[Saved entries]

* * * * *

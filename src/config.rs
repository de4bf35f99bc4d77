use anyhow::Result;
use serde::Deserialize;
use std::time::Duration;

#[derive(Debug, Deserialize)]
pub struct Config {
    pub service: ServiceConfig,
    pub speech: SpeechConfig,
    pub sessions: SessionsConfig,
}

#[derive(Debug, Deserialize)]
pub struct ServiceConfig {
    pub name: String,
    pub http: HttpConfig,
}

#[derive(Debug, Deserialize)]
pub struct HttpConfig {
    pub bind: String,
    pub port: u16,
}

#[derive(Debug, Clone, Deserialize)]
pub struct SpeechConfig {
    /// Base URL of the speech-to-text API
    pub endpoint: String,
    /// API key appended to recognize calls, if the deployment uses one
    pub api_key: Option<String>,
    /// Upper bound on one recognize call; uploads reach tens of megabytes
    pub timeout_secs: u64,
}

impl SpeechConfig {
    pub fn timeout(&self) -> Duration {
        Duration::from_secs(self.timeout_secs)
    }
}

#[derive(Debug, Deserialize)]
pub struct SessionsConfig {
    /// Maximum idle time before an upload session is reclaimed
    pub ttl_secs: u64,
    /// How often the expiry sweeper runs
    pub sweep_interval_secs: u64,
}

impl SessionsConfig {
    pub fn ttl(&self) -> Duration {
        Duration::from_secs(self.ttl_secs)
    }

    pub fn sweep_interval(&self) -> Duration {
        Duration::from_secs(self.sweep_interval_secs)
    }
}

impl Config {
    pub fn load(path: &str) -> Result<Self> {
        let settings = config::Config::builder()
            .add_source(config::File::with_name(path))
            .build()?;

        Ok(settings.try_deserialize()?)
    }
}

* * * * *

● Problem requirements: Type out the whole of the data again, exactly as shown.

● Answer space:
filename src/config.rs
repository de4bf35f99bc4d77
use anyhow::Result;
use serde::Deserialize;
use std::time::Duration;

#[derive(Debug, Deserialize)]
pub struct Config {
    pub service: ServiceConfig,
    pub speech: SpeechConfig,
    pub sessions: SessionsConfig,
}

#[derive(Debug, Deserialize)]
pub struct ServiceConfig {
    pub name: String,
    pub http: HttpConfig,
}

#[derive(Debug, Deserialize)]
pub struct HttpConfig {
    pub bind: String,
    pub port: u16,
}

#[derive(Debug, Clone, Deserialize)]
pub struct SpeechConfig {
    /// Base URL of the speech-to-text API
    pub endpoint: String,
    /// API key appended to recognize calls, if the deployment uses one
    pub api_key: Option<String>,
    /// Upper bound on one recognize call; uploads reach tens of megabytes
    pub timeout_secs: u64,
}

impl SpeechConfig {
    pub fn timeout(&self) -> Duration {
        Duration::from_secs(self.timeout_secs)
    }
}

#[derive(Debug, Deserialize)]
pub struct SessionsConfig {
    /// Maximum idle time before an upload session is reclaimed
    pub ttl_secs: u64,
    /// How often the expiry sweeper runs
    pub sweep_interval_secs: u64,
}

impl SessionsConfig {
    pub fn ttl(&self) -> Duration {
        Duration::from_secs(self.ttl_secs)
    }

    pub fn sweep_interval(&self) -> Duration {
        Duration::from_secs(self.sweep_interval_secs)
    }
}

impl Config {
    pub fn load(path: &str) -> Result<Self> {
        let settings = config::Config::builder()
            .add_source(config::File::with_name(path))
            .build()?;

        Ok(settings.try_deserialize()?)
    }
}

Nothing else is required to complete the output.